= About this task =
From the entries below, transcribe exactly the lines between the line holding "line.style(self.theme.selected)" and the line holding "fn render(self, area: Rect, buf: &mut", inclusive; skip all other lines.

○ ○ ○

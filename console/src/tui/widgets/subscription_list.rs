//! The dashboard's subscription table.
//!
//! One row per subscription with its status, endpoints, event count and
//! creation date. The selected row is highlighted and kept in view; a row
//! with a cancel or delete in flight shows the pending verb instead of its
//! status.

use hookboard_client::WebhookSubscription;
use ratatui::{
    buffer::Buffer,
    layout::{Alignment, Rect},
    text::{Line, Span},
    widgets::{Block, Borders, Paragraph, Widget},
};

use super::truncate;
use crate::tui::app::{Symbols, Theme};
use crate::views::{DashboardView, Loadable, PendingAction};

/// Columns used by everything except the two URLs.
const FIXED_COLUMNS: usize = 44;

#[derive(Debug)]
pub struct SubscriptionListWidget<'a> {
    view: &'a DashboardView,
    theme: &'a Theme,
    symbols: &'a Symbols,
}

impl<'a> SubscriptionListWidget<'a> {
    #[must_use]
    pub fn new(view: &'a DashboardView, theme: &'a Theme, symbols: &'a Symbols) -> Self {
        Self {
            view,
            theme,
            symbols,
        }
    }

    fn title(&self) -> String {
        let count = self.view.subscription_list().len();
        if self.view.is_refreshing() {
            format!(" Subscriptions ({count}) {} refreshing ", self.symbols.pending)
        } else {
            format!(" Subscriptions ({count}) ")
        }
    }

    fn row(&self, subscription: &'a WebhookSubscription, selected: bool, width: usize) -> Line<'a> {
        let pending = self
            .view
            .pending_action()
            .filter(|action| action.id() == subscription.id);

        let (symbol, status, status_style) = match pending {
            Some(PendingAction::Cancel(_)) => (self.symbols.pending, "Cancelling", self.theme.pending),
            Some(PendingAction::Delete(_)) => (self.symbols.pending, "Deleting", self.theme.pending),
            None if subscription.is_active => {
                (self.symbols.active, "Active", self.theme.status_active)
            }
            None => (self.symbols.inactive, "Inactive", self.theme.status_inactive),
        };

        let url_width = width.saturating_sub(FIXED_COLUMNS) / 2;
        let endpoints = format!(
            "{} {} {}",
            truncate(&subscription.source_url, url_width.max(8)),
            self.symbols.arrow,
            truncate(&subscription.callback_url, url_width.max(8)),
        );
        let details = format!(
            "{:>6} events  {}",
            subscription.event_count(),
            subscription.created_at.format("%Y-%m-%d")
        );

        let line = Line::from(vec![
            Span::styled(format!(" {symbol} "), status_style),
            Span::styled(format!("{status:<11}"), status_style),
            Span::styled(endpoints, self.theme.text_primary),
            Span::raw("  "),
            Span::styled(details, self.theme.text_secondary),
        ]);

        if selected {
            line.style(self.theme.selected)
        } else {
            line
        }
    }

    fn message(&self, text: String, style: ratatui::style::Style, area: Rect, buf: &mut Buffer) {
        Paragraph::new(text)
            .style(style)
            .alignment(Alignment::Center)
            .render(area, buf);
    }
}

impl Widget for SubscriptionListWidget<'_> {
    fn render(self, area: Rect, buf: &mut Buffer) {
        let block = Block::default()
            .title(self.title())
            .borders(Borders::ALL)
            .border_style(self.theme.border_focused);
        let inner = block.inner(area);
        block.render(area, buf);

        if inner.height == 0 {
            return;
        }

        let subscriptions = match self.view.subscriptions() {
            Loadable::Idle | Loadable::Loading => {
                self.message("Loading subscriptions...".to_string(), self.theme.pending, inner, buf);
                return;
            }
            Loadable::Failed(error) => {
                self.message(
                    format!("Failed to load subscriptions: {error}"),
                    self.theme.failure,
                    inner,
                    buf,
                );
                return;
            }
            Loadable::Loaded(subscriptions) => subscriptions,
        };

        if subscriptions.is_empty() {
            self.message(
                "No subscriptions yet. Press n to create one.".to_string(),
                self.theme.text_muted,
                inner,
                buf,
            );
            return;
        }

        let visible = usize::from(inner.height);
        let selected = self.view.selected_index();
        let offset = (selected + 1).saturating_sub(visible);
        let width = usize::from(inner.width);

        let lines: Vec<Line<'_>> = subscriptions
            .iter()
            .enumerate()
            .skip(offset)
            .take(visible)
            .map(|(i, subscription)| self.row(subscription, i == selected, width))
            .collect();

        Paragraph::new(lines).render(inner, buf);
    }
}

○ ○ ○

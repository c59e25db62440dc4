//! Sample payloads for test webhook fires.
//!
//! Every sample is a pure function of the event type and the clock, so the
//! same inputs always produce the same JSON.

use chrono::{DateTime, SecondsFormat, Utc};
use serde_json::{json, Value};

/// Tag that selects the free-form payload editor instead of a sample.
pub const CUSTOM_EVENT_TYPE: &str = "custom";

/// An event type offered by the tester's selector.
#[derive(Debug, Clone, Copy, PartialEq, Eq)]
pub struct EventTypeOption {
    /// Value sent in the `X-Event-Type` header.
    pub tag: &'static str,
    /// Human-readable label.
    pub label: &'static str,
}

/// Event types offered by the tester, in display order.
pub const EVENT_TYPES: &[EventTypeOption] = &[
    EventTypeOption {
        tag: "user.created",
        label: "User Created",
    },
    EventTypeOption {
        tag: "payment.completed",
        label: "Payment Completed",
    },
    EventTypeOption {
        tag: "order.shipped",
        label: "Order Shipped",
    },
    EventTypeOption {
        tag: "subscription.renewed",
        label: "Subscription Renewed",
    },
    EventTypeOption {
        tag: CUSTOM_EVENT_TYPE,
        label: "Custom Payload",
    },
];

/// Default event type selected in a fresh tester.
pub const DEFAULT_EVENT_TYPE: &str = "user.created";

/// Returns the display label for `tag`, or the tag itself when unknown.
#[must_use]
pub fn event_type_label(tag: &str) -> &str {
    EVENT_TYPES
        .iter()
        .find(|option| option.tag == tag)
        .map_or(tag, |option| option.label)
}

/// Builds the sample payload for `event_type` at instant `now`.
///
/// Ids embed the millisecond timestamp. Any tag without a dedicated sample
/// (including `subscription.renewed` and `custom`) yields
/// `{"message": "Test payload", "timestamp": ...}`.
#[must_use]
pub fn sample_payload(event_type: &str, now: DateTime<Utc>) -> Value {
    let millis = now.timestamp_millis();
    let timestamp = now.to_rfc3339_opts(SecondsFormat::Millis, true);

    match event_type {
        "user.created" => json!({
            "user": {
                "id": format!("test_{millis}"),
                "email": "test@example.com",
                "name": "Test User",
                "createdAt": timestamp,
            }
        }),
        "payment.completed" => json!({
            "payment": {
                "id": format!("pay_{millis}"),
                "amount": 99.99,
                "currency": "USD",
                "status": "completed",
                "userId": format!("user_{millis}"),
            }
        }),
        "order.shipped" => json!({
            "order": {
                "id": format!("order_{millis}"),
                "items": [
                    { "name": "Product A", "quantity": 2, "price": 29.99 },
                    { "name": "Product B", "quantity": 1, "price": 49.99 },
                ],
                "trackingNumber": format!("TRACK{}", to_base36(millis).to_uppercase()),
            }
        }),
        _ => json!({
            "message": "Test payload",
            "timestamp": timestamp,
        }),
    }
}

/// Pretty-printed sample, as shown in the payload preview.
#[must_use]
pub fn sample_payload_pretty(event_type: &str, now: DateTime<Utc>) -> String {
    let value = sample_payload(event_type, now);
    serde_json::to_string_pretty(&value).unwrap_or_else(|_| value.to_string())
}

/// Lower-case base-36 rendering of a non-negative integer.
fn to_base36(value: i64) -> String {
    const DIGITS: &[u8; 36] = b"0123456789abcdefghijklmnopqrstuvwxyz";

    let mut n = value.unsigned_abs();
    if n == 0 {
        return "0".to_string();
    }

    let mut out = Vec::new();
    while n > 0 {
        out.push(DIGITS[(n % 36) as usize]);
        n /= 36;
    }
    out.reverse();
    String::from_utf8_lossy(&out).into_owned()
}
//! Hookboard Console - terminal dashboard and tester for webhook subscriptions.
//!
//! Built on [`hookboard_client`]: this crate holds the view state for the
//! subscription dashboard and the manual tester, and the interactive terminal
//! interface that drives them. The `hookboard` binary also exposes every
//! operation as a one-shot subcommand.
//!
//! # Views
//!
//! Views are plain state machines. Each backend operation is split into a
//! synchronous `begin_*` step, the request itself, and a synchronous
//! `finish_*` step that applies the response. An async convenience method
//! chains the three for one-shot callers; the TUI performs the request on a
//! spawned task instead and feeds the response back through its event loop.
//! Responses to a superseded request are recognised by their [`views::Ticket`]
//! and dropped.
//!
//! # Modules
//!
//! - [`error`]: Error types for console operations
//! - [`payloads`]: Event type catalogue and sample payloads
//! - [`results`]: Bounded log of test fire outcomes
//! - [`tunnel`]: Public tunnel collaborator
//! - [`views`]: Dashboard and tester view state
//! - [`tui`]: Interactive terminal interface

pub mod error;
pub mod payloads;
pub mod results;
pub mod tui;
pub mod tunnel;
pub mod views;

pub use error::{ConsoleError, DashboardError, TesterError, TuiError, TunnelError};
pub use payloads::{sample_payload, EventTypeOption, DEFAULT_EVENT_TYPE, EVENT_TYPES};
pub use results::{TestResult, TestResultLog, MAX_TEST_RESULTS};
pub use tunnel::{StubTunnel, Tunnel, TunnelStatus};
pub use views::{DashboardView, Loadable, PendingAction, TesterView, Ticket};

○ ○ ○

= Answer =
            line.style(self.theme.selected)
        } else {
            line
        }
    }

    fn message(&self, text: String, style: ratatui::style::Style, area: Rect, buf: &mut Buffer) {
        Paragraph::new(text)
            .style(style)
            .alignment(Alignment::Center)
            .render(area, buf);
    }
}

impl Widget for SubscriptionListWidget<'_> {
    fn render(self, area: Rect, buf: &mut Buffer) {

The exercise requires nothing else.